WHAT TO DO ▸
Without changing anything, transcribe all of the entries.

——————

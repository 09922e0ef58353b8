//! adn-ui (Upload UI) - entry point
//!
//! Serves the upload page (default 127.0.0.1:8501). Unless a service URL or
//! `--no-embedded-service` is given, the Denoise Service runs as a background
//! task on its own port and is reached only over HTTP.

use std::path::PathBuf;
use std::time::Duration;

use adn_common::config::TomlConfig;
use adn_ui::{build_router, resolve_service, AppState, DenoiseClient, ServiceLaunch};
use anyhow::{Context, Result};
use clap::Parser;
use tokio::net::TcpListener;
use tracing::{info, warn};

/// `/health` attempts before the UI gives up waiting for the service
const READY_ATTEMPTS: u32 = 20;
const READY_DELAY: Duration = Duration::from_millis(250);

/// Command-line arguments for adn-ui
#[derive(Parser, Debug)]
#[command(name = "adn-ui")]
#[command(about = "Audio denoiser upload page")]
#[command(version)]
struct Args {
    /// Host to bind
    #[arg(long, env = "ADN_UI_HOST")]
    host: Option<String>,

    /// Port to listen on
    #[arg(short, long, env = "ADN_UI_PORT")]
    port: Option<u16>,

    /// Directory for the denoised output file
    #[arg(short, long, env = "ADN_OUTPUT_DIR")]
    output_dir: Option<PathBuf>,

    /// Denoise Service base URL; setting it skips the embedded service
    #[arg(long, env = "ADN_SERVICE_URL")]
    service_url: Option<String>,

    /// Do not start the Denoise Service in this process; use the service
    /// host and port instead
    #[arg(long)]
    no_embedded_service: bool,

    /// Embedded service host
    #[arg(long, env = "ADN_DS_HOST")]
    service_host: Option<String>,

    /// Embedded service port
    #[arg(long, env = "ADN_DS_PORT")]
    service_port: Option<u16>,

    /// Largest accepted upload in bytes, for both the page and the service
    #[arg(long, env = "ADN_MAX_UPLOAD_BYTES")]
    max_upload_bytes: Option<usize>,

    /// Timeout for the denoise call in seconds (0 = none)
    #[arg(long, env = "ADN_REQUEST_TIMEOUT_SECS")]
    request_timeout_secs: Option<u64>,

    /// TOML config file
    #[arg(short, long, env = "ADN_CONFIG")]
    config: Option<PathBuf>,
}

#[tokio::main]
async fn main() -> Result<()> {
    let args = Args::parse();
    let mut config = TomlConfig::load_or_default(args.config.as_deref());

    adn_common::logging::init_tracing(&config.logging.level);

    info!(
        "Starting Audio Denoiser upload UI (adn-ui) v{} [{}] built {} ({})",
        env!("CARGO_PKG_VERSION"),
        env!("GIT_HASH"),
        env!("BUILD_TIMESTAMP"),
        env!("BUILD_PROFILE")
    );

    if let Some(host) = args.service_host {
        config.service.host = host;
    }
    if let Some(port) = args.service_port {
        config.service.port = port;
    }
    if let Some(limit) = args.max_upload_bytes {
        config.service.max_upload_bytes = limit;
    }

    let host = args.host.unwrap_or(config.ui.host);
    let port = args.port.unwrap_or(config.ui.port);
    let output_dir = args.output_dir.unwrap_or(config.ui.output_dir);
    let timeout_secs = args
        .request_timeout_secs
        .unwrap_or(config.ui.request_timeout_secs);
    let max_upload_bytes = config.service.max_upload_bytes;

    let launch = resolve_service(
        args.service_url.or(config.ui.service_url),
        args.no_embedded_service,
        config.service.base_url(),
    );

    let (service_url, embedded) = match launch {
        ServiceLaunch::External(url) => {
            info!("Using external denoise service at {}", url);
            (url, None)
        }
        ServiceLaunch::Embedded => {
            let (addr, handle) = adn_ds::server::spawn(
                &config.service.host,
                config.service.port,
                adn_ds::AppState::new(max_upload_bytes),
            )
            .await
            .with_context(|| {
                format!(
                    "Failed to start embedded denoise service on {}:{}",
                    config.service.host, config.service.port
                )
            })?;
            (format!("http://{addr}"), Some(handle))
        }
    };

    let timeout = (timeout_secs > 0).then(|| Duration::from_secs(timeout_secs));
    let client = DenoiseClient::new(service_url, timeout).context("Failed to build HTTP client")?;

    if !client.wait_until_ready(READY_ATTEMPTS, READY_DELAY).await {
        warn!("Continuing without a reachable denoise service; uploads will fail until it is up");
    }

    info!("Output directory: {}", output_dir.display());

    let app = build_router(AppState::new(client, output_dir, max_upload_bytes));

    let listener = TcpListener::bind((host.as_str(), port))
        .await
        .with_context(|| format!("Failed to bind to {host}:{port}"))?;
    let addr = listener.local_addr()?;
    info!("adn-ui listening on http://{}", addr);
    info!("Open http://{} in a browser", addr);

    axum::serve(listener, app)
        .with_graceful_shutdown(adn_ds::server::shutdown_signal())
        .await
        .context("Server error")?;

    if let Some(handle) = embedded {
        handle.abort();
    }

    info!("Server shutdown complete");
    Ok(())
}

——————

EXERCISE RESPONSE ▸
repository 09922e0ef58353b8
//! adn-ui (Upload UI) - entry point
//!
//! Serves the upload page (default 127.0.0.1:8501). Unless a service URL or
//! `--no-embedded-service` is given, the Denoise Service runs as a background
//! task on its own port and is reached only over HTTP.

use std::path::PathBuf;
use std::time::Duration;

use adn_common::config::TomlConfig;
use adn_ui::{build_router, resolve_service, AppState, DenoiseClient, ServiceLaunch};
use anyhow::{Context, Result};
use clap::Parser;
use tokio::net::TcpListener;
use tracing::{info, warn};

/// `/health` attempts before the UI gives up waiting for the service
const READY_ATTEMPTS: u32 = 20;
const READY_DELAY: Duration = Duration::from_millis(250);

/// Command-line arguments for adn-ui
#[derive(Parser, Debug)]
#[command(name = "adn-ui")]
#[command(about = "Audio denoiser upload page")]
#[command(version)]
struct Args {
    /// Host to bind
    #[arg(long, env = "ADN_UI_HOST")]
    host: Option<String>,

    /// Port to listen on
    #[arg(short, long, env = "ADN_UI_PORT")]
    port: Option<u16>,

    /// Directory for the denoised output file
    #[arg(short, long, env = "ADN_OUTPUT_DIR")]
    output_dir: Option<PathBuf>,

    /// Denoise Service base URL; setting it skips the embedded service
    #[arg(long, env = "ADN_SERVICE_URL")]
    service_url: Option<String>,

    /// Do not start the Denoise Service in this process; use the service
    /// host and port instead
    #[arg(long)]
    no_embedded_service: bool,

    /// Embedded service host
    #[arg(long, env = "ADN_DS_HOST")]
    service_host: Option<String>,

    /// Embedded service port
    #[arg(long, env = "ADN_DS_PORT")]
    service_port: Option<u16>,

    /// Largest accepted upload in bytes, for both the page and the service
    #[arg(long, env = "ADN_MAX_UPLOAD_BYTES")]
    max_upload_bytes: Option<usize>,

    /// Timeout for the denoise call in seconds (0 = none)
    #[arg(long, env = "ADN_REQUEST_TIMEOUT_SECS")]
    request_timeout_secs: Option<u64>,

    /// TOML config file
    #[arg(short, long, env = "ADN_CONFIG")]
    config: Option<PathBuf>,
}

#[tokio::main]
async fn main() -> Result<()> {
    let args = Args::parse();
    let mut config = TomlConfig::load_or_default(args.config.as_deref());

    adn_common::logging::init_tracing(&config.logging.level);

    info!(
        "Starting Audio Denoiser upload UI (adn-ui) v{} [{}] built {} ({})",
        env!("CARGO_PKG_VERSION"),
        env!("GIT_HASH"),
        env!("BUILD_TIMESTAMP"),
        env!("BUILD_PROFILE")
    );

    if let Some(host) = args.service_host {
        config.service.host = host;
    }
    if let Some(port) = args.service_port {
        config.service.port = port;
    }
    if let Some(limit) = args.max_upload_bytes {
        config.service.max_upload_bytes = limit;
    }

    let host = args.host.unwrap_or(config.ui.host);
    let port = args.port.unwrap_or(config.ui.port);
    let output_dir = args.output_dir.unwrap_or(config.ui.output_dir);
    let timeout_secs = args
        .request_timeout_secs
        .unwrap_or(config.ui.request_timeout_secs);
    let max_upload_bytes = config.service.max_upload_bytes;

    let launch = resolve_service(
        args.service_url.or(config.ui.service_url),
        args.no_embedded_service,
        config.service.base_url(),
    );

    let (service_url, embedded) = match launch {
        ServiceLaunch::External(url) => {
            info!("Using external denoise service at {}", url);
            (url, None)
        }
        ServiceLaunch::Embedded => {
            let (addr, handle) = adn_ds::server::spawn(
                &config.service.host,
                config.service.port,
                adn_ds::AppState::new(max_upload_bytes),
            )
            .await
            .with_context(|| {
                format!(
                    "Failed to start embedded denoise service on {}:{}",
                    config.service.host, config.service.port
                )
            })?;
            (format!("http://{addr}"), Some(handle))
        }
    };

    let timeout = (timeout_secs > 0).then(|| Duration::from_secs(timeout_secs));
    let client = DenoiseClient::new(service_url, timeout).context("Failed to build HTTP client")?;

    if !client.wait_until_ready(READY_ATTEMPTS, READY_DELAY).await {
        warn!("Continuing without a reachable denoise service; uploads will fail until it is up");
    }

    info!("Output directory: {}", output_dir.display());

    let app = build_router(AppState::new(client, output_dir, max_upload_bytes));

    let listener = TcpListener::bind((host.as_str(), port))
        .await
        .with_context(|| format!("Failed to bind to {host}:{port}"))?;
    let addr = listener.local_addr()?;
    info!("adn-ui listening on http://{}", addr);
    info!("Open http://{} in a browser", addr);

    axum::serve(listener, app)
        .with_graceful_shutdown(adn_ds::server::shutdown_signal())
        .await
        .context("Server error")?;

    if let Some(handle) = embedded {
        handle.abort();
    }

    info!("Server shutdown complete");
    Ok(())
}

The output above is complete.